Audience vs Community

You can attract an audience or you can cultivate a community.

Attracting an audience is fine. You make cool stuff, post it, show people your personality. Go to events, flex on the ‘gram, choose from the opportunities that come to you. It’s fine. But it’s extremely difficult. Success is impossible to predict. Singular-focused audience building turns decent people into clout chasers. 

Cultivating a community is better. You make meaningful stuff, post it, show up for people no matter their personality. Buy people coffee, share your story, create your own opportunities. This is also difficult, but success is easy to predict. A generous person who fills a real need in the community will be supported by the people they serve. It might take a few years, but it will happen. This has been the backbone of commerce since people started making things. Singular-focused community cultivation turns normal people into local legends. 

Attracting an audience is a self-focused task, where people try to become a mini celebrity so they can live the lifestyle. Cultivating a community is a service-focused task, where people gain knowledge and skills to fill the needs of their community. 

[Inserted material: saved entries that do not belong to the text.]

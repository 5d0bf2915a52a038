//! CLI argument definitions using clap
//!
//! - rcasum generate --id <ID>      # Summarize one incident to stdout
//! - rcasum worker                  # Refresh every stale summary

use clap::{Parser, Subcommand, ValueEnum};
use std::path::PathBuf;

#[derive(Parser, Debug)]
#[command(name = "rcasum")]
#[command(about = "AI-generated summaries for WebRCA incidents")]
#[command(version)]
pub struct Cli {
    /// System prompt file [default: prompt.txt, or $PROMPT_FILE]
    #[arg(long, global = true, value_name = "PATH")]
    pub prompt_file: Option<PathBuf>,

    /// Log output format
    #[arg(long, global = true, value_enum, env = "LOG_FORMAT", default_value = "text")]
    pub log_format: LogFormat,

    #[command(subcommand)]
    pub command: Commands,
}

#[derive(Subcommand, Debug, Clone, PartialEq)]
pub enum Commands {
    /// Generate summary for a single incident
    Generate {
        /// Incident public ID (example: ITN-2025-00096)
        #[arg(long)]
        id: String,
    },

    /// Generate summaries for all incidents and update WebRCA
    Worker {
        /// Summarize only if the incident changed less than DAYS days ago (0: no limit)
        #[arg(long, value_name = "DAYS")]
        since: Option<u32>,

        /// Incidents processed at once [default: $MAX_WORKERS or 3]
        #[arg(long, value_name = "N")]
        max_workers: Option<usize>,
    },
}

#[derive(ValueEnum, Debug, Clone, Copy, PartialEq, Eq)]
pub enum LogFormat {
    /// Human-readable lines
    Text,
    /// One JSON object per line
    Json,
}
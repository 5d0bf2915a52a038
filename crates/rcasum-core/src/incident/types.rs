//! Incident data model
//!
//! Only the fields the refresh logic branches on are typed. Everything else
//! the store returns is kept verbatim in an open `extra` map and used solely
//! for prompt construction.

use crate::error::{RcaError, RcaResult};
use chrono::{DateTime, Utc};
use serde::{Deserialize, Serialize};
use serde_json::{Map, Value};

/// Parse an RFC 3339 timestamp into an absolute instant
pub fn parse_timestamp(raw: &str) -> RcaResult<DateTime<Utc>> {
    DateTime::parse_from_rfc3339(raw)
        .map(|dt| dt.with_timezone(&Utc))
        .map_err(|e| RcaError::invalid_input(format!("invalid timestamp '{}': {}", raw, e)))
}

/// An incident record from the remote store
#[derive(Debug, Clone, PartialEq, Serialize, Deserialize)]
#[serde(try_from = "Map<String, Value>", into = "Map<String, Value>")]
pub struct Incident {
    /// Store-internal UUID, used in API paths
    pub id: String,
    /// Public identifier (e.g. `ITN-2025-00096`)
    pub incident_id: String,
    /// Last substantive change to the incident
    pub updated_at: DateTime<Utc>,
    /// Current AI-generated summary, if any
    pub ai_summary: Option<String>,
    /// When `ai_summary` was last written
    pub ai_summary_updated_at: Option<DateTime<Utc>>,
    pub status: Option<String>,
    /// Every other field of the record
    pub extra: Map<String, Value>,
}

impl Incident {
    /// Minimal incident, mainly for callers that build records by hand
    pub fn new(
        id: impl Into<String>,
        incident_id: impl Into<String>,
        updated_at: DateTime<Utc>,
    ) -> Self {
        Self {
            id: id.into(),
            incident_id: incident_id.into(),
            updated_at,
            ai_summary: None,
            ai_summary_updated_at: None,
            status: None,
            extra: Map::new(),
        }
    }

    pub fn with_summary(mut self, text: impl Into<String>, written_at: DateTime<Utc>) -> Self {
        self.ai_summary = Some(text.into());
        self.ai_summary_updated_at = Some(written_at);
        self
    }

    pub fn with_status(mut self, status: impl Into<String>) -> Self {
        self.status = Some(status.into());
        self
    }

    pub fn with_field(mut self, key: impl Into<String>, value: Value) -> Self {
        self.extra.insert(key.into(), value);
        self
    }
}

fn take_string(map: &mut Map<String, Value>, key: &str) -> Option<String> {
    match map.remove(key) {
        Some(Value::String(s)) => Some(s),
        Some(Value::Null) | None => None,
        Some(other) => Some(other.to_string()),
    }
}

fn read_timestamp(map: &Map<String, Value>, key: &str) -> RcaResult<Option<DateTime<Utc>>> {
    match map.get(key) {
        Some(Value::String(raw)) => parse_timestamp(raw).map(Some),
        _ => Ok(None),
    }
}

impl TryFrom<Map<String, Value>> for Incident {
    type Error = RcaError;

    fn try_from(mut map: Map<String, Value>) -> Result<Self, Self::Error> {
        let id = take_string(&mut map, "id")
            .ok_or_else(|| RcaError::invalid_input_field("incident without id", "id"))?;
        let incident_id = take_string(&mut map, "incident_id").ok_or_else(|| {
            RcaError::invalid_input_field(
                format!("incident {} without incident_id", id),
                "incident_id",
            )
        })?;

        // The raw `updated_at` also moves when a summary is written back, so
        // it is only used when `last_changed_at` is absent. Both stay in `extra`.
        let updated_at = match read_timestamp(&map, "last_changed_at")? {
            Some(changed_at) => changed_at,
            None => read_timestamp(&map, "updated_at")?.unwrap_or(DateTime::<Utc>::MIN_UTC),
        };

        let ai_summary_updated_at = match map.remove("ai_summary_updated_at") {
            Some(Value::String(raw)) => Some(parse_timestamp(&raw)?),
            _ => None,
        };

        Ok(Self {
            id,
            incident_id,
            updated_at,
            ai_summary: take_string(&mut map, "ai_summary"),
            ai_summary_updated_at,
            status: take_string(&mut map, "status"),
            extra: map,
        })
    }
}

impl From<Incident> for Map<String, Value> {
    fn from(incident: Incident) -> Self {
        let mut map = incident.extra;
        map.insert("id".into(), Value::String(incident.id));
        map.insert("incident_id".into(), Value::String(incident.incident_id));
        if !map.contains_key("updated_at") && !map.contains_key("last_changed_at") {
            map.insert(
                "updated_at".into(),
                Value::String(incident.updated_at.to_rfc3339()),
            );
        }
        if let Some(summary) = incident.ai_summary {
            map.insert("ai_summary".into(), Value::String(summary));
        }
        if let Some(written_at) = incident.ai_summary_updated_at {
            map.insert(
                "ai_summary_updated_at".into(),
                Value::String(written_at.to_rfc3339()),
            );
        }
        if let Some(status) = incident.status {
            map.insert("status".into(), Value::String(status));
        }
        map
    }
}

/// One timeline entry of an incident
#[derive(Debug, Clone, PartialEq, Serialize, Deserialize)]
pub struct IncidentEvent {
    #[serde(default, skip_serializing_if = "Option::is_none")]
    pub note: Option<String>,
    #[serde(default, skip_serializing_if = "Option::is_none")]
    pub creator: Option<Map<String, Value>>,
    #[serde(default, skip_serializing_if = "Option::is_none")]
    pub created_at: Option<String>,
    #[serde(default, skip_serializing_if = "Option::is_none")]
    pub updated_at: Option<String>,
    #[serde(flatten)]
    pub extra: Map<String, Value>,
}

impl IncidentEvent {
    pub fn note(text: impl Into<String>) -> Self {
        Self {
            note: Some(text.into()),
            creator: None,
            created_at: None,
            updated_at: None,
            extra: Map::new(),
        }
    }
}

/// Minimal view of an event or follow-up used to detect recent activity
#[derive(Debug, Clone, Deserialize)]
pub struct ActivityStamp {
    #[serde(default)]
    pub updated_at: Option<String>,
}

impl ActivityStamp {
    pub fn updated_at(&self) -> RcaResult<Option<DateTime<Utc>>> {
        self.updated_at.as_deref().map(parse_timestamp).transpose()
    }
}

/// Pagination envelope returned by list endpoints
#[derive(Debug, Clone, Deserialize)]
pub struct Page<T> {
    #[serde(default = "Vec::new")]
    pub items: Vec<T>,
    #[serde(default)]
    pub total: usize,
}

How do you cultivate a community? Respond to DMs from people who have nothing to offer you. Reach out to people who you genuinely want to learn from. Listen to what people need. Then develop art, products, and services for those people to fill a need. Show up every day, no matter if you feel like it. Be a professional. Treat everyone with respect. 

If you’re bummed that your audience size isn’t growing, you’re missing the point. Change your focus. Take it off yourself, find a need in your community, and then fill that need. Guess what? People who cultivate community usually grow their audiences too.